◆ Problem to work on ◆
Give every line from the entries that contains "timeouts".

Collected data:
= Beginning of Section =

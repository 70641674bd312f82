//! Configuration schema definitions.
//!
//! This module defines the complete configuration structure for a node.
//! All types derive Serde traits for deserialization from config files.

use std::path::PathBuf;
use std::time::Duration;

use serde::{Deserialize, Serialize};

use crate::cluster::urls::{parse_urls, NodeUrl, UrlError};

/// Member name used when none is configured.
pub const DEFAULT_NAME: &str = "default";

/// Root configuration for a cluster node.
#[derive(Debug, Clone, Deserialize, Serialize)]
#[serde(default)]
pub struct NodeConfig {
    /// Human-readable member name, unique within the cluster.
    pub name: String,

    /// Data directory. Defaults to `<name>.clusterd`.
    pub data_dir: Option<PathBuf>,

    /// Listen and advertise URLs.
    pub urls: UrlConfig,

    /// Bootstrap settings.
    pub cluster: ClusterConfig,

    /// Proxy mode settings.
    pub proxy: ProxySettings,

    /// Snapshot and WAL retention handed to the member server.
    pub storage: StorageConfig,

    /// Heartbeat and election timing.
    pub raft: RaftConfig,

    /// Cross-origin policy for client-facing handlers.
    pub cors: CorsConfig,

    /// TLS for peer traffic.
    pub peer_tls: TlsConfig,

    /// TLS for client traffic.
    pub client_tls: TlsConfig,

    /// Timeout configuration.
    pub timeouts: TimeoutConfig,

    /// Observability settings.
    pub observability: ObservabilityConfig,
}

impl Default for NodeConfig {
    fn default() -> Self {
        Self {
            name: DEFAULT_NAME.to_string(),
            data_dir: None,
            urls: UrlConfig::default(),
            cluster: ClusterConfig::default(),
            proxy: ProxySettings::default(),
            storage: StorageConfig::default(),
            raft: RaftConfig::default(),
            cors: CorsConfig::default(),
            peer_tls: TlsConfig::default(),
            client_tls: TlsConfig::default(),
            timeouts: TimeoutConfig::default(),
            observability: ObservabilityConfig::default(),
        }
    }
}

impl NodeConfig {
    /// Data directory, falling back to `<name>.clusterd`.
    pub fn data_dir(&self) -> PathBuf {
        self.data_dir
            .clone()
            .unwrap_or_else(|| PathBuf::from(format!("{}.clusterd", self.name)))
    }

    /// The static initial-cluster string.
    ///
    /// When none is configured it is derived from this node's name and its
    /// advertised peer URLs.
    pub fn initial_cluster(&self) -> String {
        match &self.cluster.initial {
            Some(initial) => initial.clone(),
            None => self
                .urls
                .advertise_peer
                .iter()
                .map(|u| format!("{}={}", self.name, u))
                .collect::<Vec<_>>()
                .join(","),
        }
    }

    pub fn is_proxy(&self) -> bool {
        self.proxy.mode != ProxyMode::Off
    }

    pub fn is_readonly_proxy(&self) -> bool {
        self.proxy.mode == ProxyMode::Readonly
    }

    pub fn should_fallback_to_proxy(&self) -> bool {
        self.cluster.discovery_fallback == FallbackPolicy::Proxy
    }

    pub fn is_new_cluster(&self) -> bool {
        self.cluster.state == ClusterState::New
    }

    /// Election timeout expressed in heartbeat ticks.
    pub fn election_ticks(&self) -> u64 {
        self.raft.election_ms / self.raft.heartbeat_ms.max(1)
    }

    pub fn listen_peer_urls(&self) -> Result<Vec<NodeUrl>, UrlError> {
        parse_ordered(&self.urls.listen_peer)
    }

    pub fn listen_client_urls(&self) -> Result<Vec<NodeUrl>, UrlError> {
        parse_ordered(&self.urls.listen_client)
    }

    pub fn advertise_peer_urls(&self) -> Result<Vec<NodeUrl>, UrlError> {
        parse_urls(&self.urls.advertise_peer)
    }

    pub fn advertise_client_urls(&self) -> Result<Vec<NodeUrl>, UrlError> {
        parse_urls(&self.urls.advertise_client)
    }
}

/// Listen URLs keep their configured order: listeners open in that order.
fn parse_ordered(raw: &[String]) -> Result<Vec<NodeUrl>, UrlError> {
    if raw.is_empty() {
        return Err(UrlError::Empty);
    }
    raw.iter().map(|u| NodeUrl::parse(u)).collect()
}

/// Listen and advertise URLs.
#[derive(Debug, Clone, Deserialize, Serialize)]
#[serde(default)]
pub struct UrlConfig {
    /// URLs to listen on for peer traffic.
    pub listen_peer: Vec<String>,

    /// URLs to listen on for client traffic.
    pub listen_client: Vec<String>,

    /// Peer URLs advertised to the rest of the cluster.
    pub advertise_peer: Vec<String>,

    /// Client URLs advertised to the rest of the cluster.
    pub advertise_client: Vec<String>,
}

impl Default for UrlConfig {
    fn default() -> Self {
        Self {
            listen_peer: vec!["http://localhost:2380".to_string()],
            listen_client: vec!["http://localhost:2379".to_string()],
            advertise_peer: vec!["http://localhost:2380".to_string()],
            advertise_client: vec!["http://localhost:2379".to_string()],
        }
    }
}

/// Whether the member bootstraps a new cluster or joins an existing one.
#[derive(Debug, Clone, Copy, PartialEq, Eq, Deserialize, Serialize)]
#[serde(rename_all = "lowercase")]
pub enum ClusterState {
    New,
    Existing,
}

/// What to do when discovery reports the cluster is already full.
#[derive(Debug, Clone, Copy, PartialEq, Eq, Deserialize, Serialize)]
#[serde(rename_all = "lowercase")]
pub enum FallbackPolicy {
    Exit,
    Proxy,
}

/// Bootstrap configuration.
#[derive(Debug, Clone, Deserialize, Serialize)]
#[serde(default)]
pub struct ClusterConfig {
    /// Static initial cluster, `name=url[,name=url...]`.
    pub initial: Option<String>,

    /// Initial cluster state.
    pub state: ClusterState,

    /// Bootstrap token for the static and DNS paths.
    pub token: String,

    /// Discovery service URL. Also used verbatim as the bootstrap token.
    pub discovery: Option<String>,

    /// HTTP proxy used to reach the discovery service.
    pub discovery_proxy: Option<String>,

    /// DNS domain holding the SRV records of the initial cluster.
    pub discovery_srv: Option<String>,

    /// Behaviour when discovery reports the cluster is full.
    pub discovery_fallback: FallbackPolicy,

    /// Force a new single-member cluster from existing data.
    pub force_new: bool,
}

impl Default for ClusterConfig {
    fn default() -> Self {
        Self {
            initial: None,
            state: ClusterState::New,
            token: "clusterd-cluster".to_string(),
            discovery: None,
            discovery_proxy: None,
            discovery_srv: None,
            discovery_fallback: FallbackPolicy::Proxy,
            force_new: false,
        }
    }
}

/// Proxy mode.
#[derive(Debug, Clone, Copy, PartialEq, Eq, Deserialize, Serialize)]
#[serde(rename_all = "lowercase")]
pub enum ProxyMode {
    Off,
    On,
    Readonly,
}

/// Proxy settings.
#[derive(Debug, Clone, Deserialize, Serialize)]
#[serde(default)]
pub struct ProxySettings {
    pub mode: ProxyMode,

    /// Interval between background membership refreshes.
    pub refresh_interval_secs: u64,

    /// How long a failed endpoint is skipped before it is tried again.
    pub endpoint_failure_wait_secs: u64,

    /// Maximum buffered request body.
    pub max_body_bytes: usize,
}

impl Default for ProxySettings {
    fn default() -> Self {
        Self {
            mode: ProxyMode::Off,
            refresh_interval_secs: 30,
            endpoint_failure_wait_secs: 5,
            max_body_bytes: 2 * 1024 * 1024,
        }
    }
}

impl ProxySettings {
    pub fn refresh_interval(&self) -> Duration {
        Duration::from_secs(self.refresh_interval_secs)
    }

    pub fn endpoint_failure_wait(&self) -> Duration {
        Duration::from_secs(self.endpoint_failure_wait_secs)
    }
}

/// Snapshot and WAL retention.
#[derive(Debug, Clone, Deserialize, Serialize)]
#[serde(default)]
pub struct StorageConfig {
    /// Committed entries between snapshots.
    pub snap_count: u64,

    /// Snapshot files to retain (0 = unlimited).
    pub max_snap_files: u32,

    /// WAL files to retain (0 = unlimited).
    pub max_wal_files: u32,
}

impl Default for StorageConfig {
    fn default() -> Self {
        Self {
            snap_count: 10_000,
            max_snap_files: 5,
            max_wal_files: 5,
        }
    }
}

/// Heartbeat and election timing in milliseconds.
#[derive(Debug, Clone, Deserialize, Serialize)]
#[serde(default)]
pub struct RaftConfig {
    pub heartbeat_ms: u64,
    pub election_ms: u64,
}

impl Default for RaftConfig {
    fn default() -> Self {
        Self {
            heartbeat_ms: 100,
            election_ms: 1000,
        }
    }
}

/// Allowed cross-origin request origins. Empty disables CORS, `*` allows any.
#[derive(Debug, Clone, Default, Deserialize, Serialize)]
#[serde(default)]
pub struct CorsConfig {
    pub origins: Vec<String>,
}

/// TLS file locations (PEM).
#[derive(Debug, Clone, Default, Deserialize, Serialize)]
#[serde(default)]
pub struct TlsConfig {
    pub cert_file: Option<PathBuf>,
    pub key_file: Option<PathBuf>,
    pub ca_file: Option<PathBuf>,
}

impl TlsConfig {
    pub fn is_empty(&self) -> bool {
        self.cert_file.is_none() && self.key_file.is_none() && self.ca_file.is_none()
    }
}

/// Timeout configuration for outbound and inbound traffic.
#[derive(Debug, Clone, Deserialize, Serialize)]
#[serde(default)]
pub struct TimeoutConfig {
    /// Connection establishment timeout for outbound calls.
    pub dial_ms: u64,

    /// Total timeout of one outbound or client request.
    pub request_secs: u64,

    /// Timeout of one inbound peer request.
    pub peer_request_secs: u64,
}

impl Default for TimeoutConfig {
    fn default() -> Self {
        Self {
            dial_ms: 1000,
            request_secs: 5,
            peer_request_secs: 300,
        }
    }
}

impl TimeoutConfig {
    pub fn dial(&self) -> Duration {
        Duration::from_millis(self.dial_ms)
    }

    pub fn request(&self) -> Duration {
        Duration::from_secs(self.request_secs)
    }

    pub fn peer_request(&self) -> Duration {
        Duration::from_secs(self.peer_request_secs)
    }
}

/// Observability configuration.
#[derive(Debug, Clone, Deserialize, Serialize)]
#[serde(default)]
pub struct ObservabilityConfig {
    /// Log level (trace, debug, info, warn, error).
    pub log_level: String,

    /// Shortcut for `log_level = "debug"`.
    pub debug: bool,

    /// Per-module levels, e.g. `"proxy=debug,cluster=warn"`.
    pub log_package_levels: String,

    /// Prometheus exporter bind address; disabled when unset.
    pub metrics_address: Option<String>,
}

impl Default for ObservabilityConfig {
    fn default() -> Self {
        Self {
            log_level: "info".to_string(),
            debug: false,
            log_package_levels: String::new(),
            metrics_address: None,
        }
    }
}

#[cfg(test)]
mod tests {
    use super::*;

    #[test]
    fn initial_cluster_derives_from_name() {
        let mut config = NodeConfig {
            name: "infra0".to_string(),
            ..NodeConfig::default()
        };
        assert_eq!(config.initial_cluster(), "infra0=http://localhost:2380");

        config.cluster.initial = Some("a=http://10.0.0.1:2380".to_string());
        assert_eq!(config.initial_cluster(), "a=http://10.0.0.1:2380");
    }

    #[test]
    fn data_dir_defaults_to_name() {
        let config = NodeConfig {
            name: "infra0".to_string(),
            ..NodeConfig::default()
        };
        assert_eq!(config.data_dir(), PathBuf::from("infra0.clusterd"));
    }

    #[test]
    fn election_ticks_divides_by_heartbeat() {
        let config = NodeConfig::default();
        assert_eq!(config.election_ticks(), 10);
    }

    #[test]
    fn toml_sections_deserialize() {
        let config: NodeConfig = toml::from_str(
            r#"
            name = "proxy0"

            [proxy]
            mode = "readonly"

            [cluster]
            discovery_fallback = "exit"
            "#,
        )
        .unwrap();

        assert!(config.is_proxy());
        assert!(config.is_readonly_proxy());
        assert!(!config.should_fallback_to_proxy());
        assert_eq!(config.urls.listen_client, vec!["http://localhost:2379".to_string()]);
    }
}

= End of Section =

◆ Output for this exercise ◆
    pub timeouts: TimeoutConfig,
            timeouts: TimeoutConfig::default(),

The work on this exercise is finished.